House Speaker Michael Madigan pulled his proposed constitutional amendment for a “millionaire tax” because he did not have the three-fifths majority needed to put it on the Nov. 4 ballot. And an effort to amend the Illinois Constitution to switch from a flat tax to a progressive tax based on income stalled in the Senate because Madigan could not deliver the 71 votes needed in the House.
Illinois caught a break for once. Taxpayers and businesses already are struggling in a state that’s toxic to both. The state’s anemic economy and recent polls expressing the depth of Illinois residents’ disgust and desire to leave speak volumes.
Allowing our spendthrift state lawmakers to jack up taxes to whatever rates they see fit would further drive businesses and taxpayers out of the state. It would make attracting talented people to take jobs in Illinois more difficult. It would be yet another poison pill for a state with the third-highest unemployment and the worst credit rating in the nation, and the worst projected 2014 job growth rate. And of course, the second-highest rate of people moving elsewhere.

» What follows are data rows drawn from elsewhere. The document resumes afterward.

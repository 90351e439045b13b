//! Blog-to-blog relevance scoring and ranking.
//!
//! A candidate post is scored against a reference post by comparing their
//! normalised classification sets: sharing the category is the strongest
//! signal, each shared audience a medium one, each shared season the
//! weakest. Scores are plain weighted sums with no normalisation, so a post
//! sharing the category, two audiences, and one season scores exactly
//! `3 + 2*2 + 1 = 8` under the default weights.

use coveside_core::{
    ContentItem, ContentStore, ContentTags, RankOptions, Score, Scored, Scorer, rank_scored,
};
use serde::Serialize;

use crate::{WeightsError, per_match};

/// Weight table for blog-to-blog relevance.
///
/// The defaults match the production scoring: category 3, audience 2,
/// season 1. [`validate`](Self::validate) enforces the tiering.
#[derive(Debug, Clone, Copy, PartialEq, Eq)]
pub struct RelatedWeights {
    /// Awarded once when both posts carry the same category.
    pub category: Score,
    /// Awarded per distinct shared audience id.
    pub audience: Score,
    /// Awarded per distinct shared season id.
    pub season: Score,
}

impl Default for RelatedWeights {
    fn default() -> Self {
        Self {
            category: 3,
            audience: 2,
            season: 1,
        }
    }
}

impl RelatedWeights {
    /// Validate the weights and return a copy.
    ///
    /// # Errors
    /// Returns [`WeightsError`] when any weight is non-positive or the
    /// category/audience/season tiering is not strictly descending.
    pub fn validate(self) -> Result<Self, WeightsError> {
        if self.category <= 0 || self.audience <= 0 || self.season <= 0 {
            return Err(WeightsError::NonPositive);
        }
        if self.category <= self.audience || self.audience <= self.season {
            return Err(WeightsError::TieringViolated);
        }
        Ok(self)
    }
}

/// Scorer for related blog content.
///
/// # Examples
/// ```
/// use coveside_core::{ContentItem, Scorer};
/// use coveside_ranker::RelatedContentScorer;
///
/// let reference = ContentItem::new("r", "R", "r")
///     .with_category("nature")
///     .with_audiences(["families"]);
/// let candidate = ContentItem::new("c", "C", "c")
///     .with_category("nature")
///     .with_audiences(["families", "couples"]);
///
/// let scorer = RelatedContentScorer::default();
/// assert_eq!(scorer.score(&reference, &candidate), 5);
/// ```
#[derive(Debug, Clone, Default)]
pub struct RelatedContentScorer {
    weights: RelatedWeights,
}

impl RelatedContentScorer {
    /// Construct a scorer from a custom weight table.
    ///
    /// # Errors
    /// Returns [`WeightsError`] when the table fails validation.
    pub fn new(weights: RelatedWeights) -> Result<Self, WeightsError> {
        Ok(Self {
            weights: weights.validate()?,
        })
    }

    /// Return the weight table in use.
    #[must_use]
    pub fn weights(&self) -> RelatedWeights {
        self.weights
    }

    /// Score a candidate's normalised tags against a reference's.
    ///
    /// Extraction is the caller's job so a reference can be extracted once
    /// and scored against a whole pool.
    #[must_use]
    pub fn score_tags(&self, reference: &ContentTags<'_>, candidate: &ContentTags<'_>) -> Score {
        let mut score: Score = 0;
        if let (Some(ours), Some(theirs)) = (reference.category, candidate.category)
            && ours == theirs
        {
            score = score.saturating_add(self.weights.category);
        }
        let shared_audiences = reference
            .audiences
            .intersection(&candidate.audiences)
            .count();
        score = score.saturating_add(per_match(shared_audiences, self.weights.audience));
        let shared_seasons = reference.seasons.intersection(&candidate.seasons).count();
        score.saturating_add(per_match(shared_seasons, self.weights.season))
    }

    /// Explain a candidate's score: the matched category and the shared
    /// audience and season ids, with the resulting total.
    #[must_use]
    pub fn breakdown(&self, reference: &ContentItem, candidate: &ContentItem) -> RelatedBreakdown {
        let reference_tags = ContentTags::of(reference);
        let candidate_tags = ContentTags::of(candidate);
        let category_matched = match (reference_tags.category, candidate_tags.category) {
            (Some(ours), Some(theirs)) if ours == theirs => Some(ours.to_owned()),
            _ => None,
        };
        let shared_audiences = shared_ids(&reference_tags.audiences, &candidate_tags.audiences);
        let shared_seasons = shared_ids(&reference_tags.seasons, &candidate_tags.seasons);
        let total = self.score_tags(&reference_tags, &candidate_tags);
        RelatedBreakdown {
            category_matched,
            shared_audiences,
            shared_seasons,
            total,
        }
    }
}

impl Scorer<ContentItem, ContentItem> for RelatedContentScorer {
    fn score(&self, reference: &ContentItem, candidate: &ContentItem) -> Score {
        self.score_tags(&ContentTags::of(reference), &ContentTags::of(candidate))
    }
}

/// The matched attributes behind one related-content score.
#[derive(Debug, Clone, PartialEq, Eq, Serialize)]
pub struct RelatedBreakdown {
    /// The shared category, when both posts carry the same one.
    pub category_matched: Option<String>,
    /// Audience ids present on both posts.
    pub shared_audiences: Vec<String>,
    /// Season ids present on both posts.
    pub shared_seasons: Vec<String>,
    /// The resulting score; always equals the plain scorer output.
    pub total: Score,
}

fn shared_ids(
    ours: &std::collections::BTreeSet<&str>,
    theirs: &std::collections::BTreeSet<&str>,
) -> Vec<String> {
    ours.intersection(theirs).map(|id| (*id).to_owned()).collect()
}

/// Rank the posts related to `reference` using the default weights.
///
/// The reference is excluded from the pool by id; candidates scoring below
/// `options.min_score` (default 1) are dropped; ties keep pool order.
///
/// # Examples
/// ```
/// use coveside_core::{ContentItem, RankOptions};
/// use coveside_ranker::rank_related;
///
/// let reference = ContentItem::new("r", "R", "r").with_category("nature");
/// let pool = vec![
///     reference.clone(),
///     ContentItem::new("a", "A", "a").with_category("nature"),
///     ContentItem::new("b", "B", "b").with_category("dining"),
/// ];
///
/// let ranked = rank_related(&reference, &pool, &RankOptions::default());
/// assert_eq!(ranked.len(), 1);
/// assert_eq!(ranked[0].item.id, "a");
/// ```
#[must_use]
pub fn rank_related<'p>(
    reference: &ContentItem,
    pool: &'p [ContentItem],
    options: &RankOptions,
) -> Vec<Scored<&'p ContentItem>> {
    rank_related_with(&RelatedContentScorer::default(), reference, pool, options)
}

/// Rank related posts with a custom scorer.
#[must_use]
pub fn rank_related_with<'p>(
    scorer: &RelatedContentScorer,
    reference: &ContentItem,
    pool: &'p [ContentItem],
    options: &RankOptions,
) -> Vec<Scored<&'p ContentItem>> {
    let reference_tags = ContentTags::of(reference);
    let scored = pool
        .iter()
        .filter(|candidate| candidate.id != reference.id)
        .map(|candidate| {
            Scored::new(
                candidate,
                scorer.score_tags(&reference_tags, &ContentTags::of(candidate)),
            )
        })
        .collect();
    rank_scored(scored, options)
}

/// Resolve the reference from the pool by id, then rank its related posts.
///
/// An id absent from the pool is not an error: there is nothing to relate,
/// so the result is empty.
#[must_use]
pub fn rank_related_by_id<'p>(
    reference_id: &str,
    pool: &'p [ContentItem],
    options: &RankOptions,
) -> Vec<Scored<&'p ContentItem>> {
    pool.iter()
        .find(|item| item.id == reference_id)
        .map_or_else(Vec::new, |reference| rank_related(reference, pool, options))
}

/// Rank related posts for a reference id against a store's published pool.
///
/// Returns owned results so callers need not keep the pool alive.
#[must_use]
pub fn rank_related_in<S>(
    store: &S,
    reference_id: &str,
    options: &RankOptions,
) -> Vec<Scored<ContentItem>>
where
    S: ContentStore + ?Sized,
{
    let pool: Vec<ContentItem> = store.published_posts().collect();
    let ranked = rank_related_by_id(reference_id, &pool, options);
    log::debug!(
        "ranked {} of {} candidate posts for {reference_id}",
        ranked.len(),
        pool.len().saturating_sub(1),
    );
    ranked
        .into_iter()
        .map(|entry| entry.map(Clone::clone))
        .collect()
}

#[cfg(test)]
mod tests {
    use super::*;
    use coveside_core::test_support::MemoryCatalogue;
    use rstest::{fixture, rstest};

    #[fixture]
    fn reference() -> ContentItem {
        ContentItem::new("ref", "Reference", "reference")
            .with_category("nature")
            .with_audiences(["families"])
            .with_seasons(["summer", "winter"])
    }

    fn pool(reference: &ContentItem) -> Vec<ContentItem> {
        vec![
            reference.clone(),
            ContentItem::new("a", "A", "a")
                .with_category("nature")
                .with_audiences(["families", "couples"])
                .with_seasons(["summer"]),
            ContentItem::new("b", "B", "b")
                .with_category("dining")
                .with_seasons(["summer", "winter"]),
            ContentItem::new("c", "C", "c").with_category("nature"),
        ]
    }

    #[rstest]
    fn weighted_components_are_additive(reference: ContentItem) {
        let candidate = ContentItem::new("x", "X", "x")
            .with_category("nature")
            .with_audiences(["families", "retirees"])
            .with_seasons(["winter"]);
        // Shares the category, one audience, and one season.
        let scorer = RelatedContentScorer::default();
        assert_eq!(scorer.score(&reference, &candidate), 3 + 2 + 1);

        let richer = ContentItem::new("y", "Y", "y")
            .with_category("nature")
            .with_audiences(["families", "couples"])
            .with_seasons(["summer"]);
        let wider_reference = reference.with_audiences(["families", "couples"]);
        assert_eq!(scorer.score(&wider_reference, &richer), 3 + 2 * 2 + 1);
    }

    #[rstest]
    fn ranks_the_documented_scenario(reference: ContentItem) {
        let pool = pool(&reference);
        let ranked = rank_related(&reference, &pool, &RankOptions::default().with_limit(3));

        let summary: Vec<(&str, Score)> = ranked
            .iter()
            .map(|entry| (entry.item.id.as_str(), entry.score))
            .collect();
        assert_eq!(summary, vec![("a", 6), ("c", 3), ("b", 2)]);
    }

    #[rstest]
    fn reference_never_appears_in_its_own_results(reference: ContentItem) {
        let pool = pool(&reference);
        let ranked = rank_related(&reference, &pool, &RankOptions::new().without_min_score());
        assert!(ranked.iter().all(|entry| entry.item.id != reference.id));
    }

    #[rstest]
    fn score_zero_is_excluded_by_default_but_kept_at_zero_threshold(reference: ContentItem) {
        let unrelated = ContentItem::new("z", "Z", "z").with_category("history");
        let pool = vec![reference.clone(), unrelated];

        assert!(rank_related(&reference, &pool, &RankOptions::default()).is_empty());

        let ranked = rank_related(&reference, &pool, &RankOptions::new().with_min_score(0));
        assert_eq!(ranked.len(), 1);
        assert_eq!(ranked[0].score, 0);
    }

    #[rstest]
    fn missing_reference_id_yields_empty(reference: ContentItem) {
        let pool = pool(&reference);
        let ranked = rank_related_by_id("absent", &pool, &RankOptions::default());
        assert!(ranked.is_empty());
    }

    #[rstest]
    fn duplicate_audience_ids_count_once(reference: ContentItem) {
        let candidate = ContentItem::new("d", "D", "d").with_audiences(["families", "families"]);
        let scorer = RelatedContentScorer::default();
        assert_eq!(scorer.score(&reference, &candidate), 2);
    }

    #[rstest]
    fn breakdown_total_matches_score(reference: ContentItem) {
        let pool = pool(&reference);
        let scorer = RelatedContentScorer::default();
        for candidate in &pool[1..] {
            let breakdown = scorer.breakdown(&reference, candidate);
            assert_eq!(breakdown.total, scorer.score(&reference, candidate));
        }
    }

    #[rstest]
    fn breakdown_lists_matched_attributes(reference: ContentItem) {
        let candidate = ContentItem::new("a", "A", "a")
            .with_category("nature")
            .with_audiences(["families", "couples"])
            .with_seasons(["summer"]);
        let breakdown = RelatedContentScorer::default().breakdown(&reference, &candidate);

        assert_eq!(breakdown.category_matched.as_deref(), Some("nature"));
        assert_eq!(breakdown.shared_audiences, vec!["families"]);
        assert_eq!(breakdown.shared_seasons, vec!["summer"]);
        assert_eq!(breakdown.total, 6);
    }

    #[rstest]
    fn breakdown_serialises_for_transparency(reference: ContentItem) {
        let candidate = ContentItem::new("a", "A", "a")
            .with_category("nature")
            .with_seasons(["summer"]);
        let breakdown = RelatedContentScorer::default().breakdown(&reference, &candidate);
        let value = serde_json::to_value(&breakdown).expect("serialise breakdown");

        assert_eq!(value["category_matched"], "nature");
        assert_eq!(value["total"], 4);
    }

    #[rstest]
    #[case(RelatedWeights { category: 0, audience: 2, season: 1 }, WeightsError::NonPositive)]
    #[case(RelatedWeights { category: 2, audience: 2, season: 1 }, WeightsError::TieringViolated)]
    #[case(RelatedWeights { category: 3, audience: 1, season: 2 }, WeightsError::TieringViolated)]
    fn invalid_weights_are_rejected(
        #[case] weights: RelatedWeights,
        #[case] expected: WeightsError,
    ) {
        let err = RelatedContentScorer::new(weights).expect_err("weights should be rejected");
        assert_eq!(err, expected);
    }

    #[rstest]
    fn store_ranking_returns_owned_results(reference: ContentItem) {
        let store = MemoryCatalogue::with_posts(pool(&reference));
        let ranked = rank_related_in(&store, "ref", &RankOptions::default());
        assert_eq!(ranked.len(), 3);
        assert_eq!(ranked[0].item.id, "a");
    }
}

Lawmakers who supported a progressive tax claimed that the vast majority of state residents would see a lower tax rate.
State lawmakers have until the end of session May 31 if they want to make the increase permanent by simple majority. After that, the number of votes needed leaps to three-fifths until Jan. 1. Or lawmakers can pull the same trick they did three years ago - wait until after the election and increase it by simple majority in the January lame-duck session. That’s how six outgoing state lawmakers - including two who campaigned against a tax hike and then voted “yes” - ended up with cushy government jobs.
It’s become apparent that it’s too much to ask for state government to live within its means. But is it too much to ask for state lawmakers to keep a promise made to taxpayers? Just this once?
Even if it was a hollow promise that Quinn and Co. never had any intention of honoring?